Atara Biotherapeutics Announces Second Quarter 2018 Financial Results and Recent Operational Progress

SOUTH SAN FRANCISCO, Calif., Aug. 01, 2018 (GLOBE NEWSWIRE) -- Atara Biotherapeutics, Inc. (Nasdaq:ATRA), a leading off-the-shelf, allogeneic T-cell immunotherapy company developing novel treatments for patients with cancer, autoimmune and viral diseases, today reported financial results for the second quarter of 2018 and recent operational highlights.

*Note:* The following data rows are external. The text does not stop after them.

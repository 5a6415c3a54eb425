// Copyright (c) 2025 Erick Bourgeois, firestoned
// SPDX-License-Identifier: MIT

//! Certificate files of guest clusters.
//!
//! For every guest cluster with a certificate secret, the `ca`, `crt` and `key`
//! entries of the secret are written to `<directory>/<cluster id>-<kind>.pem`. Any
//! other file in the directory is removed, so the directory always mirrors the set of
//! live guest clusters.

use super::{ManagedResource, Patch, StepOutcome};
use crate::config::CertificateConfig;
use crate::errors::{Error, Result};
use crate::key::{self, CertKind};
use crate::kubernetes::KubeApi;
use crate::metrics::{Telemetry, CERTIFICATE_FILES_REMOVED, CERTIFICATE_FILES_WRITTEN};
use crate::reloader::Reloader;
use async_trait::async_trait;
use std::collections::BTreeSet;
use std::os::unix::fs::PermissionsExt;
use std::path::{Path, PathBuf};
use std::sync::Arc;
use tokio::io::AsyncWriteExt;
use tokio_util::sync::CancellationToken;
use tracing::{debug, info, warn};

const RESOURCE_NAME: &str = "certificate";

/// One file on disk.
#[derive(Debug, Clone, PartialEq, Eq, PartialOrd, Ord)]
pub struct CertFile {
    /// Absolute path of the file
    pub path: PathBuf,
    /// File content
    pub data: Vec<u8>,
}

/// Set of certificate files. Equality ignores order.
#[derive(Debug, Clone, Default)]
pub struct CertFileSet {
    files: Vec<CertFile>,
}

impl CertFileSet {
    /// Wrap `files`.
    #[must_use]
    pub fn new(files: Vec<CertFile>) -> Self {
        Self { files }
    }

    /// Files in insertion order.
    #[must_use]
    pub fn files(&self) -> &[CertFile] {
        &self.files
    }

    /// Number of files.
    #[must_use]
    pub fn len(&self) -> usize {
        self.files.len()
    }

    /// Whether the set holds no file.
    #[must_use]
    pub fn is_empty(&self) -> bool {
        self.files.is_empty()
    }

    /// Whether a file with `path` belongs to the set.
    #[must_use]
    pub fn contains_path(&self, path: &Path) -> bool {
        self.files.iter().any(|file| file.path == path)
    }

    fn sorted(&self) -> Vec<&CertFile> {
        let mut files: Vec<&CertFile> = self.files.iter().collect();
        files.sort();
        files
    }
}

impl PartialEq for CertFileSet {
    fn eq(&self, other: &Self) -> bool {
        self.files.len() == other.files.len() && self.sorted() == other.sorted()
    }
}

impl Eq for CertFileSet {}

/// Mirrors certificate secrets of guest clusters into the certificate directory.
pub struct CertificateResource {
    kube: Arc<dyn KubeApi>,
    reloader: Arc<Reloader>,
    telemetry: Arc<dyn Telemetry>,
    component_name: String,
    directory: PathBuf,
    namespace: String,
    permission: u32,
}

impl CertificateResource {
    /// Create the resource for `config`.
    pub fn new(
        config: &CertificateConfig,
        kube: Arc<dyn KubeApi>,
        reloader: Arc<Reloader>,
        telemetry: Arc<dyn Telemetry>,
    ) -> Self {
        Self {
            kube,
            reloader,
            telemetry,
            component_name: config.component_name.clone(),
            directory: config.directory.clone(),
            namespace: config.namespace.clone(),
            permission: config.permission,
        }
    }

    /// Paths of the regular files currently in the certificate directory.
    async fn existing_paths(&self) -> Result<Vec<PathBuf>> {
        let mut entries = match tokio::fs::read_dir(&self.directory).await {
            Ok(entries) => entries,
            Err(e) if e.kind() == std::io::ErrorKind::NotFound => return Ok(Vec::new()),
            Err(e) => return Err(Error::io(&self.directory, e)),
        };

        let mut paths = Vec::new();
        while let Some(entry) = entries
            .next_entry()
            .await
            .map_err(|e| Error::io(&self.directory, e))?
        {
            let path = entry.path();
            let file_type = entry.file_type().await.map_err(|e| Error::io(&path, e))?;
            if file_type.is_file() {
                paths.push(path);
            }
        }
        paths.sort();
        Ok(paths)
    }

    async fn cluster_files(&self, cluster_id: &str) -> Result<Vec<CertFile>> {
        let selector = key::certificate_secret_selector(&self.component_name, cluster_id);
        let secrets = self.kube.list_secrets(&self.namespace, &selector).await?;

        let Some(secret) = secrets.into_iter().next() else {
            warn!(
                cluster_id = %cluster_id,
                namespace = %self.namespace,
                selector = %selector,
                "No certificate secret found for guest cluster, skipping"
            );
            return Ok(Vec::new());
        };

        let mut data = secret.data.unwrap_or_default();
        Ok(CertKind::ALL
            .into_iter()
            .filter_map(|kind| {
                data.remove(kind.secret_key()).map(|bytes| CertFile {
                    path: key::cert_path(&self.directory, cluster_id, kind),
                    data: bytes.0,
                })
            })
            .collect())
    }

    async fn write_file(&self, file: &CertFile) -> Result<()> {
        // New files are created with the final mode; existing ones keep theirs until
        // set_permissions below.
        let mut handle = tokio::fs::OpenOptions::new()
            .write(true)
            .create(true)
            .truncate(true)
            .mode(self.permission)
            .open(&file.path)
            .await
            .map_err(|e| Error::io(&file.path, e))?;
        handle
            .write_all(&file.data)
            .await
            .map_err(|e| Error::io(&file.path, e))?;
        handle.flush().await.map_err(|e| Error::io(&file.path, e))?;
        drop(handle);

        tokio::fs::set_permissions(&file.path, std::fs::Permissions::from_mode(self.permission))
            .await
            .map_err(|e| Error::io(&file.path, e))?;

        self.telemetry.inc(CERTIFICATE_FILES_WRITTEN, &[]);
        debug!(path = %file.path.display(), "Wrote certificate file");
        Ok(())
    }
}

#[async_trait]
impl ManagedResource for CertificateResource {
    type State = CertFileSet;

    fn name(&self) -> &'static str {
        RESOURCE_NAME
    }

    async fn current(&self) -> Result<CertFileSet> {
        let mut files = Vec::new();
        for path in self.existing_paths().await? {
            let data = tokio::fs::read(&path).await.map_err(|e| Error::io(&path, e))?;
            files.push(CertFile { path, data });
        }
        Ok(CertFileSet::new(files))
    }

    async fn desired(&self) -> Result<CertFileSet> {
        let services = self
            .kube
            .list_services(&key::master_service_selector())
            .await?;

        let cluster_ids: BTreeSet<&str> = services
            .iter()
            .filter(|service| key::is_valid_service(service))
            .filter_map(key::cluster_id)
            .collect();

        let mut files = Vec::new();
        for cluster_id in cluster_ids {
            files.extend(self.cluster_files(cluster_id).await?);
        }
        Ok(CertFileSet::new(files))
    }

    fn patch(&self, current: &CertFileSet, desired: CertFileSet) -> Result<Patch<CertFileSet>> {
        if *current == desired {
            return Ok(Patch::empty());
        }
        Ok(Patch::update(desired))
    }

    async fn apply(
        &self,
        patch: Patch<CertFileSet>,
        _cancel: &CancellationToken,
    ) -> Result<StepOutcome> {
        let Some(desired) = patch.update else {
            return Ok(StepOutcome::Done);
        };

        tokio::fs::create_dir_all(&self.directory)
            .await
            .map_err(|e| Error::io(&self.directory, e))?;

        for file in desired.files() {
            self.write_file(file).await?;
        }

        let mut removed = 0;
        for path in self.existing_paths().await? {
            if desired.contains_path(&path) {
                continue;
            }
            tokio::fs::remove_file(&path)
                .await
                .map_err(|e| Error::io(&path, e))?;
            self.telemetry.inc(CERTIFICATE_FILES_REMOVED, &[]);
            debug!(path = %path.display(), "Removed certificate file");
            removed += 1;
        }

        info!(
            directory = %self.directory.display(),
            written = desired.len(),
            removed,
            "Certificate files updated"
        );
        self.reloader.request_reload();

        Ok(StepOutcome::Done)
    }
}

#[cfg(test)]
#[path = "certificate_tests.rs"]
mod certificate_tests;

“The future of T-cell immunotherapy is both off-the-shelf and across multiple therapeutic areas,” said Isaac Ciechanover, M.D., Chief Executive Officer and President of Atara Biotherapeutics. “During the second quarter, we continued to advance our robust T-cell immunotherapy pipeline, highlighted by our ongoing Phase 3 studies of tab-cel™ in patients with EBV+ PTLD and Phase 1 study of ATA188 in patients with progressive multiple sclerosis. In parallel, we continue to build Atara’s global commercial and operational capabilities in anticipation of the first tab-cel™ Phase 3 results and submission of an EU conditional marketing authorization application in the first half of 2019. We are also preparing to expand our pipeline with the development of the next generation of chimeric antigen receptor T cell (CAR T) technologies. This is an exciting time for Atara as we enter the next phase of the Company’s growth as a leader in off-the-shelf, allogeneic T-cell immunotherapy.”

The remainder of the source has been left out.